Then the author makes the talk show rounds, gets quoted in every article about gun control for the next six months, then disappears into obscurity because the work in question was a terrible piece of scholarship.

And that's me playing nice.

So when I found out another book was coming, I sort of cringed, until I saw who was interviewing the author.

Say what you want about the NRA and America's 1st Freedom, but they don't really give publicity to anti-gun books.
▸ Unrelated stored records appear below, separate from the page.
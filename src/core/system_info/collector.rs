use crate::core::system_info::provider::MetricsProvider;
use crate::core::system_info::types::*;
use crate::core::system_info::{session, temperature, uptime};
use crate::error::Result;
use log::{debug, warn};
use std::fmt::Display;
use std::io::Write;

/// Collect every metric for one run.
///
/// Host identity (OS, user, host name) is mandatory and its failure is
/// returned. Everything else degrades to `None`; network lookups run only when
/// requested and describe their failure on `diagnostics`.
pub fn collect_snapshot<P, W>(
    provider: &P,
    options: &FetchOptions,
    now: i64,
    diagnostics: &mut W,
) -> Result<FetchSnapshot>
where
    P: MetricsProvider + ?Sized,
    W: Write + ?Sized,
{
    let os = provider.os_identity()?;
    let user = UserHost {
        username: provider.username()?,
        hostname: provider.hostname()?,
    };

    let uptime = uptime::uptime_since(provider.boot_time(), now);
    let session = session::resolve(|name| provider.env_var(name));
    let cpu = provider.cpu();

    let cpu_temperature = temperature::pick_cpu_temperature(&provider.temperature_sensors());
    if cpu_temperature.is_none() {
        debug!("No known CPU temperature sensor found");
    }

    let battery = provider.battery().unwrap_or_else(|e| {
        debug!("Battery status unavailable: {}", e);
        None
    });

    let memory = provider.memory();

    let disk = provider.root_volume();
    if disk.is_none() {
        warn!("No storage volume found");
    }

    let private_ip = if options.show_private_ip {
        match provider.private_ip() {
            Ok(ip) => Some(ip),
            Err(e) => {
                report(&mut *diagnostics, "private IP address", &e);
                None
            }
        }
    } else {
        None
    };

    let public_ip = if options.show_public_ip {
        match provider.public_ip() {
            Ok(ip) => Some(ip),
            Err(e) => {
                report(&mut *diagnostics, "public IP address", &e);
                None
            }
        }
    } else {
        None
    };

    Ok(FetchSnapshot {
        os,
        user,
        uptime,
        session,
        cpu,
        cpu_temperature,
        battery,
        memory,
        disk,
        private_ip,
        public_ip,
    })
}

fn report<W: Write + ?Sized>(diagnostics: &mut W, what: &str, err: &dyn Display) {
    debug!("Failed to resolve {}: {}", what, err);
    if let Err(e) = writeln!(diagnostics, "Error retrieving {}: {}", what, err) {
        debug!("Cannot write diagnostic: {}", e);
    }
}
Robert J. Cottrol, a professor of law and history with George Washington University and the author of To Trust the People with Arms, concluded that a lot of Americans need to better understand the Second Amendment of the U.S. Bill of Rights. As teaching is what he does, he decided to put the Second Amendment’s legal story between the covers of a book. If this endeavor sounds legalistic or even lofty, perhaps that is a good thing, as an honestly researched and written case history of the right to keep and bear arms is certainly an operative way to expose the one-sided spin and deceits of the gun-control politics that has become the dogma of today’s mainstream media.
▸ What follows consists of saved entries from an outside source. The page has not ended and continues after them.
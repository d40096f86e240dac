//! Display model: one row per fact, in output order.

use colored::Color;

/// A piece of text with an optional foreground color
#[derive(Debug, Clone, PartialEq, Eq)]
pub struct Span {
    pub text: String,
    pub color: Option<Color>,
}

impl Span {
    pub fn plain<S: Into<String>>(text: S) -> Self {
        Self {
            text: text.into(),
            color: None,
        }
    }

    pub fn colored<S: Into<String>>(text: S, color: Color) -> Self {
        Self {
            text: text.into(),
            color: Some(color),
        }
    }
}

/// Which fact a row shows. Declaration order is output order.
#[derive(Debug, Clone, Copy, PartialEq, Eq, PartialOrd, Ord, Hash)]
pub enum RowKind {
    Identity,
    Os,
    CpuName,
    CpuUsage,
    Temperature,
    Battery,
    Session,
    Uptime,
    Memory,
    Disk,
    PrivateIp,
    PublicIp,
    Footer,
}

#[derive(Debug, Clone, PartialEq, Eq)]
pub struct DisplayRow {
    pub kind: RowKind,
    pub label: Span,
    pub value: Vec<Span>,
}

impl DisplayRow {
    pub fn new(kind: RowKind, label: Span, value: Vec<Span>) -> Self {
        Self { kind, label, value }
    }

    /// Value text without colors
    pub fn value_text(&self) -> String {
        self.value.iter().map(|span| span.text.as_str()).collect()
    }
}

/// Ordered rows for one run; insertion order is rendering order
#[derive(Debug, Clone, Default, PartialEq, Eq)]
pub struct DisplayList {
    rows: Vec<DisplayRow>,
}

impl DisplayList {
    pub fn new() -> Self {
        Self::default()
    }

    pub fn push(&mut self, row: DisplayRow) {
        debug_assert!(
            self.rows.last().map_or(true, |last| last.kind < row.kind),
            "row {:?} pushed out of order",
            row.kind
        );
        self.rows.push(row);
    }

    /// Pushes a row only when its fact is present
    pub fn push_some(&mut self, row: Option<DisplayRow>) {
        if let Some(row) = row {
            self.push(row);
        }
    }

    pub fn rows(&self) -> &[DisplayRow] {
        &self.rows
    }

    pub fn len(&self) -> usize {
        self.rows.len()
    }

    pub fn is_empty(&self) -> bool {
        self.rows.is_empty()
    }

    pub fn kinds(&self) -> Vec<RowKind> {
        self.rows.iter().map(|row| row.kind).collect()
    }

    pub fn get(&self, kind: RowKind) -> Option<&DisplayRow> {
        self.rows.iter().find(|row| row.kind == kind)
    }
}

impl<'a> IntoIterator for &'a DisplayList {
    type Item = &'a DisplayRow;
    type IntoIter = std::slice::Iter<'a, DisplayRow>;

    fn into_iter(self) -> Self::IntoIter {
        self.rows.iter()
    }
}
A1F: You wrote this book during a very interesting time, as you finished your book just after the NRA-backed Second Amendment case New York State Rifle & Pistol Association v. Bruen (2022) was decided.
Cottrol: Yes, indeed. It’s rare for a historian to have a stop-the-presses moment. Basically, we had this with Bruen. We had written a book that basically takes us from the founding to Heller (2008) and McDonald (2010), but then we saw Bruen coming and we thought, My goodness, we can’t omit Bruen. This is incredible. They’re talking about the right to carry outside the home.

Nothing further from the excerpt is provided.